Sobre a auscultação pública os promotores da análise conjunta com o Observatório Político e Social de Angola (OPSA) e Ação para o Desenvolvimento Rural e Ambiente (ADRA) recomendaram mais inclusão, abertura, transparência e “investimento num novo e amplo processo de consulta pública, inclusivo, plural e participativo”.
Sobre os impactos financeiros da nova DPA, a análise comparativa entre os custos da já existente, e da proposta, revelaram que a atual divisão administrativa quando tiver os seus quadros orgânicos preenchidos custará ao Orçamento Geral do Estado (OGE) o equivalente a 701 milhões de dólares (639,8 milhões de euros)/ano.
Como o OGE de 2023 tem despesas para bens e serviços nesta rubrica equivalentes a 769 milhões de dólares (701,8 milhões de euros), o total de custos da atual DPA atingirá cerca de 1,4 mil milhões de dólares (1,2 mil milhões de euros), sem investimentos de infraestruturas que, este ano, têm uma dotação equivalente a 868 milhões de dólares (792,2 milhões de euros).
“Em face destes dados, o total de despesas com a atual DPA a suportar pelo OGE de 2023, mesmo com os seus quadros muito incompletos, ultrapassa já os dois mil milhões de dólares (1,8 mil milhões de euros)”, refere a análise.
De acordo com o documento, a nova DPA, quando implementada e em funcionamento com os seus quadros orgânicos completos custará, “só em salários para os seus previstos 307.865 funcionários, incluindo já os subsídios de isolamento agora criados, o equivalente a 1,7 mil milhões de dólares (1,5 mil milhões de euros)/ano, ou seja, mais 153% do que a atual”, indica o documento.
“Mas extrapolando os valores dos Bens e Serviços da atual DPA no OGE de 2023, com os seus 164 municípios, para o total proposto na nova DPA - mais 518 novos municípios - atingimos o valor equivalente a 2,1 mil milhões de dólares (1,9 mil milhões de euros)/ano, ou seja um aumento de 181%”, destaca a pesquisa.
“Assim a nova DPA, após implementação só em salários e bens e serviços custará o equivalente a 3,9 mil milhões dólares (3,5 mil milhões de euros)/ano, ou seja mais 168% que a atual.

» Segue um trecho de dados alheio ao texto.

//! Local git hosting plumbing: private project provisioning, the
//! clone helper and per-repository configuration.

use std::path::{Path, PathBuf};
use std::process::Stdio;

use async_trait::async_trait;
use tokio::io::AsyncWriteExt as _;
use tokio::process::Command;

use drydock_core::config::ReposSection;

use crate::error::OpsError;

/// Local repository hosting operations.
#[async_trait]
pub trait GitControl: Send + Sync {
    /// Whether a repository already exists at the given path.
    fn repo_exists(&self, path: &Path) -> bool;

    /// First-time setup for a project's private repository directory:
    /// create it and install the web server auth configuration. A
    /// no-op when the directory already exists.
    ///
    /// # Errors
    /// Returns [`OpsError::CommandFailed`] if the web server refuses
    /// to reload the new auth configuration, [`OpsError::Io`] on
    /// filesystem failure.
    async fn provision_private_project(&self, project: &str) -> Result<(), OpsError>;

    /// Write (or rewrite) the project's private gitweb configuration.
    ///
    /// # Errors
    /// Returns [`OpsError::Io`] on filesystem failure.
    async fn write_project_gitweb(&self, project: &str) -> Result<(), OpsError>;

    /// Clone a freshly created remote repository to its local path.
    ///
    /// # Errors
    /// Returns [`OpsError::CommandFailed`] with the helper's stderr if
    /// it exits nonzero.
    async fn clone_repository(
        &self,
        origin: &str,
        destination: &Path,
        commit_mail: &str,
        title: &str,
    ) -> Result<(), OpsError>;

    /// Append the dev/issue mail target to a repository's git config.
    ///
    /// # Errors
    /// Returns [`OpsError::Io`] on filesystem failure.
    async fn append_dev_target(&self, repo_path: &Path, issue_mail: &str) -> Result<(), OpsError>;
}

/// The production implementation driving the gitbox host layout.
pub struct GitboxControl {
    clone_tool: PathBuf,
    httpd_conf_dir: PathBuf,
    private_root: PathBuf,
}

impl GitboxControl {
    #[must_use]
    pub fn from_section(section: &ReposSection) -> Self {
        Self {
            clone_tool: section.clone_tool.clone(),
            httpd_conf_dir: section.httpd_conf_dir.clone(),
            private_root: section.private_root.clone(),
        }
    }
}

/// The web server auth stanza protecting a project's private repos.
fn htaccess_config(project: &str) -> String {
    format!(
        r#"
<Location /repos/private/{project}>
AuthType Basic
AuthName "ASF Private Repos for Apache {project}"
AuthBasicProvider ldap
AuthLDAPUrl "ldaps://ldap-eu-ro.apache.org/ou=people,dc=apache,dc=org?uid"
AuthLDAPGroupAttribute owner
AuthLDAPGroupAttributeIsDN on
Require ldap-group cn={project},ou=project,ou=groups,dc=apache,dc=org
</Location>
"#
    )
}

/// The gitweb configuration for a project's private repository view.
fn gitweb_config(project: &str, project_root: &Path) -> String {
    format!(
        r#"
our $projectroot = "{root}";
our $site_name = "Private repositories for Apache {project}";
our $site_header = "<h1>Apache {project} Private Git Repos</h1>";
our @stylesheets = ("/static/gitweb.css");
our $logo = "/static/git-logo.png";
our $favicon = "/static/git-favicon.png";
our $javascript = "/static/gitweb.js";
$feature{{'avatar'}}{{'default'}} = ['gravatar'];
$feature{{'highlight'}}{{'default'}} = [1];
"#,
        root = project_root.display()
    )
}

async fn run_checked(command: &mut Command, label: &str) -> Result<(), OpsError> {
    let output = command
        .stdin(Stdio::null())
        .stdout(Stdio::piped())
        .stderr(Stdio::piped())
        .kill_on_drop(true)
        .output()
        .await?;
    if output.status.success() {
        return Ok(());
    }
    Err(OpsError::CommandFailed {
        command: label.to_owned(),
        stderr: String::from_utf8_lossy(&output.stderr).trim().to_owned(),
    })
}

#[async_trait]
impl GitControl for GitboxControl {
    fn repo_exists(&self, path: &Path) -> bool {
        path.exists()
    }

    async fn provision_private_project(&self, project: &str) -> Result<(), OpsError> {
        let project_dir = self.private_root.join(project);
        if project_dir.is_dir() {
            return Ok(());
        }
        tokio::fs::create_dir_all(&project_dir).await?;
        tokio::fs::write(
            self.httpd_conf_dir.join(format!("htaccess.{project}")),
            htaccess_config(project),
        )
        .await?;
        tracing::info!(project, "provisioned private repository directory");
        run_checked(
            Command::new("/usr/bin/sudo").args(["/usr/sbin/service", "apache2", "graceful"]),
            "apache2 graceful reload",
        )
        .await
    }

    async fn write_project_gitweb(&self, project: &str) -> Result<(), OpsError> {
        let project_dir = self.private_root.join(project);
        tokio::fs::write(
            self.httpd_conf_dir.join(format!("gitweb.{project}.pl")),
            gitweb_config(project, &project_dir),
        )
        .await?;
        Ok(())
    }

    async fn clone_repository(
        &self,
        origin: &str,
        destination: &Path,
        commit_mail: &str,
        title: &str,
    ) -> Result<(), OpsError> {
        run_checked(
            Command::new(&self.clone_tool)
                .arg("-c")
                .arg(commit_mail)
                .arg("-d")
                .arg(title)
                .arg(origin)
                .arg(destination),
            &self.clone_tool.display().to_string(),
        )
        .await
    }

    async fn append_dev_target(&self, repo_path: &Path, issue_mail: &str) -> Result<(), OpsError> {
        let mut file = tokio::fs::OpenOptions::new()
            .append(true)
            .open(repo_path.join("config"))
            .await?;
        file.write_all(format!("\n[apache]\n    dev = {issue_mail}\n").as_bytes())
            .await?;
        Ok(())
    }
}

Em virtude da nova DPA implicar investimentos em Infraestruturas, os mesmos foram calculados com dados dos investimentos feitos ao longo dos anos, atingindo um total calculado no equivalente a 1,8 mil milhões de dólares (1,6 mil milhões de euros)”, acrescenta.
Admitindo que as infraestruturas necessárias aos novos municípios se construiriam em cinco anos, o documento aponta para “um aumento das despesas que, temporariamente atingirão no total – salários, bens e serviços e infraestruturas – o equivalente a 4,3 mil milhões de dólares (3,9 mil milhões de euros)/ano”.
Para o grupo, a pertinência da nova DPA deve ser reavaliada como “estratégia de aproximação entre cidadãos, governo e administração” em detrimento do processo de descentralização e de instauração de autarquias locais.
É preciso também, salientam nas recomendações, que sejam demonstradas as vantagens da nova DPA, nomeadamente vantagens sociais, económicas e ambientais, para as comunidades locais e em termos regionais.
A análise considera que as consultas públicas realizadas “estão longe de satisfazer parâmetros mínimos”.
“O caso paradigmático é o de Luanda. Com uma população calculada em cerca de oio milhões de habitantes é muito pouco razoável esperar que a consulta pública a aproximadamente 100 munícipes seja considerada como a necessária e a desejada, para além de não ser legítima”, observa o documento.
Em declarações à agência Lusa, a cofundadora do Laboratório de Ciências Sociais e Humanidades da Universidade Católica de Angola, Cesaltina Abreu, disse que a análise deste processo demonstra que tem havido “outros interesses que não os da sua população”.
“Primeiro os interesses coloniais e agora os interesses políticos de quem tem o poder de decidir e o faz sem realmente incluir as pessoas neste processo”, disse.
Cesaltina Abreu sublinhou que “há uma base cultural que não tem sido minimamente levada em conta”, porque se mantém a estrutura da divisão com base no que foi feito na era colonial, “principalmente no aspeto de continuar a dividir grupos sociais, com artificialismo de fronteiras e sem ter em conta a base cultural” e a pertença “das pessoas que estão nessas áreas a determinados grupos socioculturais”.